### Provided data:
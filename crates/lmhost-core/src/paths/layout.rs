//! Resolved on-disk layout for one lmhost instance.

use std::fmt;
use std::path::{Path, PathBuf};

use super::error::PathError;
use super::platform::{data_root, resource_root, staging_root};

/// All directories an lmhost instance reads or writes.
///
/// Construct once (from the environment with [`RuntimePaths::resolve`], or
/// under a single directory with [`RuntimePaths::rooted`]) and pass to the
/// components that need it.
#[derive(Debug, Clone, PartialEq, Eq)]
pub struct RuntimePaths {
    /// Read-only bundled resources (`bin/<os>-<arch>/`, `models/<dir>/`).
    pub resource_root: PathBuf,
    /// Extension-local writable root.
    pub data_root: PathBuf,
    /// User-home fallback when `data_root` is not writable.
    pub staging_root: PathBuf,
    /// Model storage root handed to the server.
    pub models_dir: PathBuf,
}

impl RuntimePaths {
    /// Resolve all paths using the current environment.
    pub fn resolve() -> Result<Self, PathError> {
        let data_root = data_root()?;
        Ok(Self {
            resource_root: resource_root()?,
            models_dir: data_root.join("models"),
            staging_root: staging_root()?,
            data_root,
        })
    }

    /// Every directory under `base` (tests, portable installs).
    pub fn rooted(base: &Path) -> Self {
        Self {
            resource_root: base.join("resources"),
            data_root: base.join("data"),
            staging_root: base.join("staging"),
            models_dir: base.join("data").join("models"),
        }
    }

    /// Override the models directory.
    #[must_use]
    pub fn with_models_dir(mut self, models_dir: PathBuf) -> Self {
        self.models_dir = models_dir;
        self
    }

    /// Primary managed `bin` directory.
    pub fn bin_dir(&self) -> PathBuf {
        self.data_root.join("bin")
    }

    /// Fallback `bin` directory under the home staging root.
    pub fn staging_bin_dir(&self) -> PathBuf {
        self.staging_root.join("bin")
    }

    /// Temporary area for in-flight downloads, removed on dispose.
    pub fn download_dir(&self) -> PathBuf {
        self.data_root.join("tmp")
    }

    /// Bundled server binaries, one subdirectory per `<os>-<arch>`.
    pub fn bundled_bin_dir(&self) -> PathBuf {
        self.resource_root.join("bin")
    }

    /// Bundled model payloads, one subdirectory per model `dir_name`.
    pub fn bundled_models_dir(&self) -> PathBuf {
        self.resource_root.join("models")
    }
}

impl fmt::Display for RuntimePaths {
    fn fmt(&self, f: &mut fmt::Formatter<'_>) -> fmt::Result {
        writeln!(f, "resources: {}", self.resource_root.display())?;
        writeln!(f, "data:      {}", self.data_root.display())?;
        writeln!(f, "bin:       {}", self.bin_dir().display())?;
        writeln!(f, "staging:   {}", self.staging_bin_dir().display())?;
        write!(f, "models:    {}", self.models_dir.display())
    }
}
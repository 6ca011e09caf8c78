//! Path utilities for lmhost data directories.
//!
//! This module provides the canonical path resolution for all lmhost components:
//! - Extension-local resources (bundled binaries and models)
//! - The managed `bin` directory and the home staging fallback
//! - The models root handed to the server
//! - Temporary download staging
//!
//! # Design
//!
//! - Returns `PathBuf` and `PathError` for clear error handling
//! - No interactive/terminal I/O - adapters handle user prompts separately
//! - Environment lookups live in `platform`; `RuntimePaths` is plain data

mod ensure;
mod error;
mod layout;
mod platform;

pub use ensure::ensure_directory;
pub use error::PathError;
pub use layout::RuntimePaths;
pub use platform::{data_root, resource_root, staging_root};
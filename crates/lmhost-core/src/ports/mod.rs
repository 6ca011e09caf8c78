//! Port definitions: the seams between core logic and adapters.
//!
//! # Design Rules
//!
//! - Ports express intent, never a concrete UI or transport
//! - Every port has a no-op or test implementation so headless hosts work
//! - Adapters (`lmhost-runtime`, `lmhost-cli`) implement or consume these

mod executable;
mod progress;
mod server_log_sink;

pub use executable::ExecutableSource;
pub use progress::{NoopProgress, ProgressReporter};
pub use server_log_sink::{NoopLogSink, ServerLogSinkPort};
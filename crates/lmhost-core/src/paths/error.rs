//! Path-related error types.

use std::path::PathBuf;
use thiserror::Error;

/// Errors that can occur during path resolution and directory operations.
#[derive(Debug, Error)]
pub enum PathError {
    /// Could not determine the user's home directory.
    #[error("Cannot determine home directory")]
    NoHomeDir,

    /// Could not determine the system data directory.
    #[error("Cannot determine system data directory")]
    NoDataDir,

    /// A path was expected to be a directory but was not.
    #[error("{0} exists but is not a directory")]
    NotADirectory(PathBuf),

    /// Failed to create a directory.
    #[error("Failed to create directory {path}: {reason}")]
    CreateFailed { path: PathBuf, reason: String },

    /// A directory is not writable.
    #[error("Directory {path} is not writable: {reason}")]
    NotWritable { path: PathBuf, reason: String },
}

impl PathError {
    /// The path this error is about, when there is one.
    pub fn path(&self) -> Option<&PathBuf> {
        match self {
            Self::NotADirectory(path) => Some(path),
            Self::CreateFailed { path, .. } | Self::NotWritable { path, .. } => Some(path),
            Self::NoHomeDir | Self::NoDataDir => None,
        }
    }
}
//! Environment-driven root directory resolution.

use std::env;
use std::path::PathBuf;

use super::error::PathError;

/// Get the root directory for application data (models, managed binaries).
///
/// Resolution order:
/// 1. `LMHOST_DATA_DIR` environment variable (highest priority)
/// 2. System data directory (e.g., `~/.local/share/lmhost`)
pub fn data_root() -> Result<PathBuf, PathError> {
    if let Ok(path) = env::var("LMHOST_DATA_DIR") {
        return Ok(PathBuf::from(path));
    }

    let data_dir = dirs::data_local_dir().ok_or(PathError::NoDataDir)?;
    Ok(data_dir.join("lmhost"))
}

/// Get the root directory for bundled resources (binaries, model payloads).
///
/// Resolution order:
/// 1. `LMHOST_RESOURCE_DIR` environment variable
/// 2. `resources/` next to the running executable
/// 3. Falls back to data root
pub fn resource_root() -> Result<PathBuf, PathError> {
    if let Ok(path) = env::var("LMHOST_RESOURCE_DIR") {
        return Ok(PathBuf::from(path));
    }

    if let Some(dir) = env::current_exe()
        .ok()
        .and_then(|exe| exe.parent().map(|p| p.join("resources")))
    {
        if dir.is_dir() {
            return Ok(dir);
        }
    }

    data_root()
}

/// Get the user-home staging directory used when the data root is not writable.
pub fn staging_root() -> Result<PathBuf, PathError> {
    let home = dirs::home_dir().ok_or(PathError::NoHomeDir)?;
    Ok(home.join(".lmhost"))
}
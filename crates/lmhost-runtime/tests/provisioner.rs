//! Binary provisioning against temp directories and a fake release host.

mod common;

use std::fs::File;
use std::path::Path;

use common::FakeServer;
use flate2::Compression;
use flate2::write::GzEncoder;
use lmhost_core::{ProvisionError, RuntimePaths};
use lmhost_runtime::{BinaryProvisioner, Platform};
use tempfile::TempDir;
use tokio_util::sync::CancellationToken;

fn linux() -> Platform {
    Platform::new("linux", "x86_64")
}

fn provisioner(paths: RuntimePaths) -> BinaryProvisioner {
    BinaryProvisioner::new(paths)
        .with_platform(linux())
        .with_download_base_url("http://127.0.0.1:9/releases/")
        .with_system_candidates(vec![])
}

fn tarball_with(path: &Path, name: &str, contents: &[u8]) {
    let file = File::create(path).unwrap();
    let mut builder = tar::Builder::new(GzEncoder::new(file, Compression::default()));
    let mut header = tar::Header::new_gnu();
    header.set_size(contents.len() as u64);
    header.set_mode(0o755);
    header.set_entry_type(tar::EntryType::Regular);
    header.set_cksum();
    builder.append_data(&mut header, name, contents).unwrap();
    builder.into_inner().unwrap().finish().unwrap();
}

#[cfg(unix)]
fn mode_of(path: &Path) -> u32 {
    use std::os::unix::fs::PermissionsExt;
    std::fs::metadata(path).unwrap().permissions().mode() & 0o777
}

#[tokio::test]
async fn existing_install_is_reused() {
    let tmp = TempDir::new().unwrap();
    let paths = RuntimePaths::rooted(tmp.path());
    std::fs::create_dir_all(paths.bin_dir()).unwrap();
    let installed = paths.bin_dir().join("ollama");
    std::fs::write(&installed, "binary").unwrap();

    let resolved = provisioner(paths).provision().await.unwrap();

    assert_eq!(resolved, installed);
    #[cfg(unix)]
    assert_eq!(mode_of(&resolved), 0o755);
}

#[tokio::test]
async fn bundled_binary_is_copied_into_bin_dir() {
    let tmp = TempDir::new().unwrap();
    let paths = RuntimePaths::rooted(tmp.path());
    let bundle_dir = paths.bundled_bin_dir().join("linux-x86_64");
    std::fs::create_dir_all(&bundle_dir).unwrap();
    std::fs::write(bundle_dir.join("ollama"), "bundled").unwrap();

    let resolved = provisioner(paths.clone()).provision().await.unwrap();

    assert_eq!(resolved, paths.bin_dir().join("ollama"));
    assert_eq!(std::fs::read_to_string(&resolved).unwrap(), "bundled");
    #[cfg(unix)]
    assert_eq!(mode_of(&resolved), 0o755);
}

#[tokio::test]
async fn unwritable_bin_dir_falls_back_to_staging() {
    let tmp = TempDir::new().unwrap();
    let paths = RuntimePaths::rooted(tmp.path());
    // A regular file where the data root should be makes `bin` impossible to create.
    std::fs::write(&paths.data_root, "not a directory").unwrap();
    let bundle_dir = paths.bundled_bin_dir().join("linux-x86_64");
    std::fs::create_dir_all(&bundle_dir).unwrap();
    std::fs::write(bundle_dir.join("ollama"), "bundled").unwrap();

    let resolved = provisioner(paths.clone()).provision().await.unwrap();

    assert_eq!(resolved, paths.staging_bin_dir().join("ollama"));
    assert_eq!(std::fs::read_to_string(&resolved).unwrap(), "bundled");
}

#[tokio::test]
async fn release_archive_is_downloaded_and_extracted() {
    let server = FakeServer::start().await;
    let tmp = TempDir::new().unwrap();
    let archive = tmp.path().join("release.tgz");
    tarball_with(&archive, "bin/ollama", b"downloaded");
    *server.state.release_asset.lock().unwrap() = Some(std::fs::read(&archive).unwrap());

    let paths = RuntimePaths::rooted(&tmp.path().join("root"));
    let resolved = BinaryProvisioner::new(paths.clone())
        .with_platform(linux())
        .with_download_base_url(server.url("/releases"))
        .with_system_candidates(vec![])
        .provision()
        .await
        .unwrap();

    assert_eq!(resolved, paths.bin_dir().join("ollama"));
    assert_eq!(std::fs::read_to_string(&resolved).unwrap(), "downloaded");
    let leftovers = std::fs::read_dir(paths.download_dir()).unwrap().count();
    assert_eq!(leftovers, 0, "partial download left behind");
}

#[tokio::test]
async fn failed_download_without_system_install_is_not_found() {
    let server = FakeServer::start().await;
    let tmp = TempDir::new().unwrap();
    let paths = RuntimePaths::rooted(tmp.path());

    let err = BinaryProvisioner::new(paths.clone())
        .with_platform(linux())
        .with_download_base_url(server.url("/releases"))
        .with_system_candidates(vec![tmp.path().join("nowhere").join("ollama")])
        .provision()
        .await
        .unwrap_err();

    match err {
        ProvisionError::ExecutableNotFound { searched, cause } => {
            assert_eq!(searched.len(), 1);
            assert!(matches!(
                cause.as_deref(),
                Some(ProvisionError::DownloadFailed { .. })
            ));
        }
        other => panic!("expected ExecutableNotFound, got {other:?}"),
    }
    assert!(!paths.bin_dir().join("ollama").exists());
}

#[tokio::test]
async fn failed_download_falls_back_to_system_install() {
    let server = FakeServer::start().await;
    let tmp = TempDir::new().unwrap();
    let system = tmp.path().join("usr-local-bin-ollama");
    std::fs::write(&system, "system").unwrap();

    let resolved = BinaryProvisioner::new(RuntimePaths::rooted(&tmp.path().join("root")))
        .with_platform(linux())
        .with_download_base_url(server.url("/releases"))
        .with_system_candidates(vec![system.clone()])
        .provision()
        .await
        .unwrap();

    assert_eq!(resolved, system);
}

#[tokio::test]
async fn cancelled_download_is_not_masked_by_system_search() {
    let tmp = TempDir::new().unwrap();
    let system = tmp.path().join("ollama-system");
    std::fs::write(&system, "system").unwrap();
    let cancel = CancellationToken::new();
    cancel.cancel();

    let err = provisioner(RuntimePaths::rooted(&tmp.path().join("root")))
        .with_system_candidates(vec![system])
        .with_cancellation(cancel)
        .provision()
        .await
        .unwrap_err();

    assert_eq!(err, ProvisionError::DownloadCancelled);
}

### Problem statement:
Return all lines of the material above in which the word "tests" occurs.

### Result of the exercise:
    /// Every directory under `base` (tests, portable installs).
filename crates/lmhost-runtime/tests/provisioner.rs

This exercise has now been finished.